Learning in public does three things simultaneously: it builds your skills working in a complex project/problem instead of tutorial hell, it creates tangible proof of your abilities that goes way beyond a resume, and it puts you in rooms (virtual or otherwise) with people who can change your career trajectory. When you contribute to open source, you’re getting code reviews from maintainers who might work at your dream company. And unlike grinding LeetCode in private, everything you do in public compounds - a GitHub contribution from three years ago can still land in a hiring manager’s search today. The portfolio you build isn’t just code, it’s proof you can collaborate, communicate, and ship. Bonus points: You are also making the software engineering world a better place for everyone.
Here’s a personal story
I was lucky to be involved in the early days of Joomla!, when it was called mamboserver and back when documentation sucked so I spent a good chunk of my day reading and writing forum posts. I eventually wrote some tutorials, built a community in Brazil and made lifelong friends throughout the process. That catapulted me to markets way beyond the small agency in the countryside of Brazil where I was building websites at the time. Had I not done that, it would have taken me twice as long to get to Silicon Valley.
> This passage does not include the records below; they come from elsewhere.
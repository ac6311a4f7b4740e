use crate::clients::error::{self, Result};
use futures::future;
use std::future::Future;
use std::time::Duration;
use tokio::time::Instant;
use tokio_util::sync::CancellationToken;

/// Carries cancellation and an optional deadline from the entry point of a command down to the
/// operations that may block on the network.
///
/// An `ExecutionContext` is created by the caller and passed down. Clones share the same
/// cancellation token, so cancelling any clone cancels them all.
#[derive(Debug, Clone, Default)]
pub struct ExecutionContext {
    token: CancellationToken,
    deadline: Option<Instant>,
    timeout: Option<Duration>,
}

impl ExecutionContext {
    /// A context without a deadline. It ends only when cancelled.
    pub fn new() -> Self {
        Self::default()
    }

    /// A context whose deadline is `timeout` from now.
    pub fn with_timeout(timeout: Duration) -> Self {
        Self::new().timeout(timeout)
    }

    /// Set the deadline of this context to `timeout` from now. A `timeout` too large to represent
    /// as an instant leaves the context without a deadline.
    pub fn timeout(mut self, timeout: Duration) -> Self {
        self.deadline = Instant::now().checked_add(timeout);
        self.timeout = self.deadline.map(|_| timeout);
        self
    }

    /// The token that cancels this context. Give it to a signal handler to abort in-flight work.
    pub fn cancellation_token(&self) -> CancellationToken {
        self.token.clone()
    }

    pub fn cancel(&self) {
        self.token.cancel()
    }

    /// Drive `fut` to completion unless the context is cancelled or its deadline passes first, in
    /// which case `fut` is dropped and a context error is returned.
    pub async fn run<F, T>(&self, fut: F) -> Result<T>
    where
        F: Future<Output = Result<T>>,
    {
        let deadline = async {
            match self.deadline {
                Some(deadline) => tokio::time::sleep_until(deadline).await,
                None => future::pending::<()>().await,
            }
        };
        tokio::select! {
            biased;
            _ = self.token.cancelled() => Err(error::CancelledSnafu.build().into()),
            _ = deadline => Err(error::DeadlineExceededSnafu {
                timeout: self.timeout.unwrap_or_default(),
            }
            .build()
            .into()),
            result = fut => result,
        }
    }
}

#[cfg(test)]
mod test {
    use super::*;

    #[tokio::test]
    async fn completes_before_deadline() {
        let ctx = ExecutionContext::with_timeout(Duration::from_secs(30));
        let value = ctx.run(async { Ok(7) }).await.unwrap();
        assert_eq!(value, 7);
    }

    #[tokio::test]
    async fn unrepresentable_timeout_means_no_deadline() {
        let ctx = ExecutionContext::with_timeout(Duration::from_secs(u64::MAX));
        let value = ctx.run(async { Ok(1) }).await.unwrap();
        assert_eq!(value, 1);
    }

    #[tokio::test]
    async fn cancelled_context_aborts() {
        let ctx = ExecutionContext::new();
        ctx.cancellation_token().cancel();
        let result: Result<()> = ctx.run(future::pending()).await;
        let message = result.unwrap_err().to_string();
        assert!(message.contains("cancelled"), "{}", message);
    }

    #[tokio::test]
    async fn deadline_aborts() {
        let ctx = ExecutionContext::with_timeout(Duration::from_millis(10));
        let result: Result<()> = ctx.run(future::pending()).await;
        let message = result.unwrap_err().to_string();
        assert!(message.contains("Deadline exceeded"), "{}", message);
    }
}
use crate::clients::error::{self, Result};
use crate::constants::{FIELD_MANAGER, SECRET_DATA_KEY, SECRET_TYPE_OPAQUE};
use crate::{ExecutionContext, SecretId, SecretSpec};
use k8s_openapi::api::core::v1::Secret;
use k8s_openapi::ByteString;
use kube::api::{ObjectMeta, PostParams};
use kube::config::{KubeConfigOptions, Kubeconfig};
use kube::{Api, Client, Config};
use log::{debug, trace};
use snafu::{OptionExt, ResultExt};
use std::collections::BTreeMap;
use std::path::Path;

/// The capability to register a secret with a cluster manager.
///
/// Implementations return the identifier the server assigned, or the server's error as-is. Callers
/// should go through [`submit_secret`] so that the call is bound to an [`ExecutionContext`].
#[async_trait::async_trait]
pub trait SecretApi: Send + Sync {
    async fn create_secret(&self, spec: SecretSpec) -> Result<SecretId>;
}

/// Submit `spec` through `api` exactly once.
///
/// The call is abandoned if `ctx` is cancelled or its deadline passes. Errors returned by `api` are
/// passed through untouched and nothing is retried.
pub async fn submit_secret<A>(ctx: &ExecutionContext, api: &A, spec: SecretSpec) -> Result<SecretId>
where
    A: SecretApi + ?Sized,
{
    debug!(
        "submitting secret '{}' with {} label(s) and {} byte(s)",
        spec.name,
        spec.labels.len(),
        spec.data.len()
    );
    ctx.run(api.create_secret(spec)).await
}

/// An API client that stores secrets as Kubernetes `Secret` objects in a namespace.
///
/// # Example
///
/// ```
///# use secretsys_model::clients::{submit_secret, SecretClient};
///# use secretsys_model::{ExecutionContext, SecretSpec};
///# async fn no_run() {
/// let client = SecretClient::new("default").await.unwrap();
/// let spec = SecretSpec::new("db-pass", Default::default(), b"hunter2".to_vec());
/// let id = submit_secret(&ExecutionContext::new(), &client, spec).await.unwrap();
///# }
/// ```
#[derive(Clone)]
pub struct SecretClient {
    api: Api<Secret>,
}

impl SecretClient {
    /// Create a new [`SecretClient`] using either `KUBECONFIG` or the in-cluster environment
    /// variables.
    pub async fn new(namespace: &str) -> Result<Self> {
        let k8s_client = Client::try_default()
            .await
            .context(error::InitializationSnafu)?;
        Ok(Self::new_from_k8s_client(k8s_client, namespace))
    }

    /// Create a [`SecretClient`] from the path to a kubeconfig file.
    pub async fn new_from_kubeconfig_path(kubeconfig_path: &Path, namespace: &str) -> Result<Self> {
        let kubeconfig = Kubeconfig::read_from(kubeconfig_path).context(error::ConfigReadSnafu)?;
        let config = Config::from_custom_kubeconfig(kubeconfig, &KubeConfigOptions::default())
            .await
            .context(error::ClientCreateKubeconfigSnafu)?;
        let k8s_client = Client::try_from(config).context(error::InitializationSnafu)?;
        Ok(Self::new_from_k8s_client(k8s_client, namespace))
    }

    pub fn new_from_k8s_client(k8s_client: Client, namespace: &str) -> Self {
        Self {
            api: Api::namespaced(k8s_client, namespace),
        }
    }
}

#[async_trait::async_trait]
impl SecretApi for SecretClient {
    async fn create_secret(&self, spec: SecretSpec) -> Result<SecretId> {
        let name = spec.name.clone();
        let post_params = PostParams {
            field_manager: Some(FIELD_MANAGER.to_string()),
            ..Default::default()
        };
        let created = self
            .api
            .create(&post_params, &k8s_secret(spec))
            .await
            .context(error::KubeApiCallSnafu {
                method: "create",
                what: "secret",
            })?;
        let uid = created.metadata.uid.context(error::MissingUidSnafu {
            what: "secret",
            name: &name,
        })?;
        trace!("secret '{}' created with uid '{}'", name, uid);
        Ok(SecretId::new(uid))
    }
}

/// Lay out a [`SecretSpec`] as an opaque Kubernetes `Secret` holding the content under a single
/// key.
fn k8s_secret(spec: SecretSpec) -> Secret {
    let labels = if spec.labels.is_empty() {
        None
    } else {
        Some(spec.labels)
    };
    let mut data = BTreeMap::new();
    data.insert(SECRET_DATA_KEY.to_string(), ByteString(spec.data));

    Secret {
        data: Some(data),
        immutable: None,
        metadata: ObjectMeta {
            name: Some(spec.name),
            labels,
            ..Default::default()
        },
        string_data: None,
        type_: Some(SECRET_TYPE_OPAQUE.to_string()),
    }
}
If I were a junior engineer today, I would get involved in an open source project and start writing tests or fixing bugs reported by other users. Free mentorship from top-notch engineers, hands-on experience with a popular product used at scale—it’s all there. As a hiring manager looking through 2000 resumes with the same 3 projects (Instagram clone, Spotify clone, movie recommender) versus a resume that reads “I just graduated, but here are 5 meaningful contributions to Obsidian/Hugo/Kubernetes/Chromium/Go/Python/etc."—which one do you think stands out?
Let’s all admit we (currently) suck and not be afraid to learn in public.